• [WHAT THE TASK ASKS]
Once you have read the entries below, repeat all of them exactly.

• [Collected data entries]
==================================================

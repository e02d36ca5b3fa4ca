/// Four colored triangles and an axis triad seen from a camera orbiting them
use lib3d_core::{
    CameraOrientation, CameraParameters, Color, Handle, Lib3d, OriginTriad, RenderBackend, Result,
    Triangle, Vertex,
};
use std::f32::consts::PI;
use std::time::Duration;

use crate::Demo;

pub const TIME_PER_REVOLUTION: Duration = Duration::from_millis(3_000);
pub const ORIGIN_SIZE: f32 = 1.0;

/// Camera on a circle of radius 3 around (0.5, 0.75, -0.5)
pub fn camera_position(t: f32) -> Vertex {
    Vertex::new(0.5 - 3.0 * t.sin(), 0.75, -0.5 - 3.0 * t.cos())
}

/// Basis that keeps the camera facing the orbit centre
pub fn camera_orientation(t: f32) -> CameraOrientation {
    CameraOrientation {
        vx: Vertex::new(-t.cos(), 0.0, t.sin()),
        vy: Vertex::new(0.0, 1.0, 0.0),
        vz: Vertex::new(-t.sin(), 0.0, -t.cos()),
    }
}

fn corner_triangles() -> [Triangle; 4] {
    let a = Vertex::new(1.0, 1.0, -1.0);
    let b = Vertex::new(1.0, 0.0, -1.0);
    let c = Vertex::new(0.0, 1.0, -1.0);
    let d = Vertex::new(1.0, 1.0, 0.0);
    [
        Triangle::new(a, b, c, Color::new(0.72, 0.13, 0.2, 1.0)),
        Triangle::new(a, d, c, Color::new(0.82, 0.4, 0.35, 1.0)),
        Triangle::new(b, d, c, Color::new(0.95, 0.7, 0.55, 1.0)),
        Triangle::new(a, b, d, Color::new(0.96, 0.87, 0.85, 1.0)),
    ]
}

pub struct TrianglesDemo {
    t: f32,
    /// Orbit angle the clock restarts from after a pause
    resume_from: f32,
    animation_offset: Option<Duration>,
    triangles: Vec<Handle>,
    origin: OriginTriad,
}

impl TrianglesDemo {
    pub fn create<B: RenderBackend>(backend: B, aspect: f32) -> Result<(Lib3d<B>, Self)> {
        let parameters = CameraParameters {
            f: 1.0,
            width: aspect,
            height: 1.0,
            zfar: 100.0,
            znear: 0.1,
        };
        let mut lib3d = Lib3d::new(backend, parameters, camera_position(0.0), camera_orientation(0.0))?;

        let triangles = corner_triangles()
            .into_iter()
            .map(|triangle| lib3d.add_triangle(triangle))
            .collect();
        let origin = OriginTriad::new(lib3d.scene_mut(), ORIGIN_SIZE);

        Ok((
            lib3d,
            Self {
                t: 0.0,
                resume_from: 0.0,
                animation_offset: None,
                triangles,
                origin,
            },
        ))
    }

    /// Orbit angle in radians
    pub fn angle(&self) -> f32 {
        self.t
    }

    pub fn triangle_handles(&self) -> &[Handle] {
        &self.triangles
    }

    pub fn axis_handles(&self) -> &[Handle] {
        self.origin.line_handles()
    }
}

impl Demo for TrianglesDemo {
    fn title(&self) -> &str {
        "Lib3d Triangles"
    }

    fn tick(&mut self, now: Duration) {
        let offset = *self.animation_offset.get_or_insert(now);
        let radians_per_ms = 2.0 * PI / TIME_PER_REVOLUTION.as_millis() as f32;
        let elapsed_ms = now.saturating_sub(offset).as_secs_f32() * 1000.0;
        self.t = (self.resume_from + elapsed_ms * radians_per_ms).rem_euclid(2.0 * PI);
    }

    fn update_scene<B: RenderBackend>(&mut self, lib3d: &mut Lib3d<B>) -> Result<()> {
        lib3d.set_camera_position(camera_position(self.t));
        lib3d.set_camera_orientation(camera_orientation(self.t))
    }

    /// The orbit holds its angle while stopped and continues from it
    fn set_paused(&mut self, _paused: bool) {
        self.resume_from = self.t;
        self.animation_offset = None;
    }

    fn status(&self) -> String {
        format!("orbit {:.0}°", self.t.to_degrees())
    }
}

==================================================

• [WRITTEN ANSWER]
repository e02d36ca5b3fa4ca
/// Four colored triangles and an axis triad seen from a camera orbiting them
use lib3d_core::{
    CameraOrientation, CameraParameters, Color, Handle, Lib3d, OriginTriad, RenderBackend, Result,
    Triangle, Vertex,
};
use std::f32::consts::PI;
use std::time::Duration;

use crate::Demo;

pub const TIME_PER_REVOLUTION: Duration = Duration::from_millis(3_000);
pub const ORIGIN_SIZE: f32 = 1.0;

/// Camera on a circle of radius 3 around (0.5, 0.75, -0.5)
pub fn camera_position(t: f32) -> Vertex {
    Vertex::new(0.5 - 3.0 * t.sin(), 0.75, -0.5 - 3.0 * t.cos())
}

/// Basis that keeps the camera facing the orbit centre
pub fn camera_orientation(t: f32) -> CameraOrientation {
    CameraOrientation {
        vx: Vertex::new(-t.cos(), 0.0, t.sin()),
        vy: Vertex::new(0.0, 1.0, 0.0),
        vz: Vertex::new(-t.sin(), 0.0, -t.cos()),
    }
}

fn corner_triangles() -> [Triangle; 4] {
    let a = Vertex::new(1.0, 1.0, -1.0);
    let b = Vertex::new(1.0, 0.0, -1.0);
    let c = Vertex::new(0.0, 1.0, -1.0);
    let d = Vertex::new(1.0, 1.0, 0.0);
    [
        Triangle::new(a, b, c, Color::new(0.72, 0.13, 0.2, 1.0)),
        Triangle::new(a, d, c, Color::new(0.82, 0.4, 0.35, 1.0)),
        Triangle::new(b, d, c, Color::new(0.95, 0.7, 0.55, 1.0)),
        Triangle::new(a, b, d, Color::new(0.96, 0.87, 0.85, 1.0)),
    ]
}

pub struct TrianglesDemo {
    t: f32,
    /// Orbit angle the clock restarts from after a pause
    resume_from: f32,
    animation_offset: Option<Duration>,
    triangles: Vec<Handle>,
    origin: OriginTriad,
}

impl TrianglesDemo {
    pub fn create<B: RenderBackend>(backend: B, aspect: f32) -> Result<(Lib3d<B>, Self)> {
        let parameters = CameraParameters {
            f: 1.0,
            width: aspect,
            height: 1.0,
            zfar: 100.0,
            znear: 0.1,
        };
        let mut lib3d = Lib3d::new(backend, parameters, camera_position(0.0), camera_orientation(0.0))?;

        let triangles = corner_triangles()
            .into_iter()
            .map(|triangle| lib3d.add_triangle(triangle))
            .collect();
        let origin = OriginTriad::new(lib3d.scene_mut(), ORIGIN_SIZE);

        Ok((
            lib3d,
            Self {
                t: 0.0,
                resume_from: 0.0,
                animation_offset: None,
                triangles,
                origin,
            },
        ))
    }

    /// Orbit angle in radians
    pub fn angle(&self) -> f32 {
        self.t
    }

    pub fn triangle_handles(&self) -> &[Handle] {
        &self.triangles
    }

    pub fn axis_handles(&self) -> &[Handle] {
        self.origin.line_handles()
    }
}

impl Demo for TrianglesDemo {
    fn title(&self) -> &str {
        "Lib3d Triangles"
    }

    fn tick(&mut self, now: Duration) {
        let offset = *self.animation_offset.get_or_insert(now);
        let radians_per_ms = 2.0 * PI / TIME_PER_REVOLUTION.as_millis() as f32;
        let elapsed_ms = now.saturating_sub(offset).as_secs_f32() * 1000.0;
        self.t = (self.resume_from + elapsed_ms * radians_per_ms).rem_euclid(2.0 * PI);
    }

    fn update_scene<B: RenderBackend>(&mut self, lib3d: &mut Lib3d<B>) -> Result<()> {
        lib3d.set_camera_position(camera_position(self.t));
        lib3d.set_camera_orientation(camera_orientation(self.t))
    }

    /// The orbit holds its angle while stopped and continues from it
    fn set_paused(&mut self, _paused: bool) {
        self.resume_from = self.t;
        self.animation_offset = None;
    }

    fn status(&self) -> String {
        format!("orbit {:.0}°", self.t.to_degrees())
    }
}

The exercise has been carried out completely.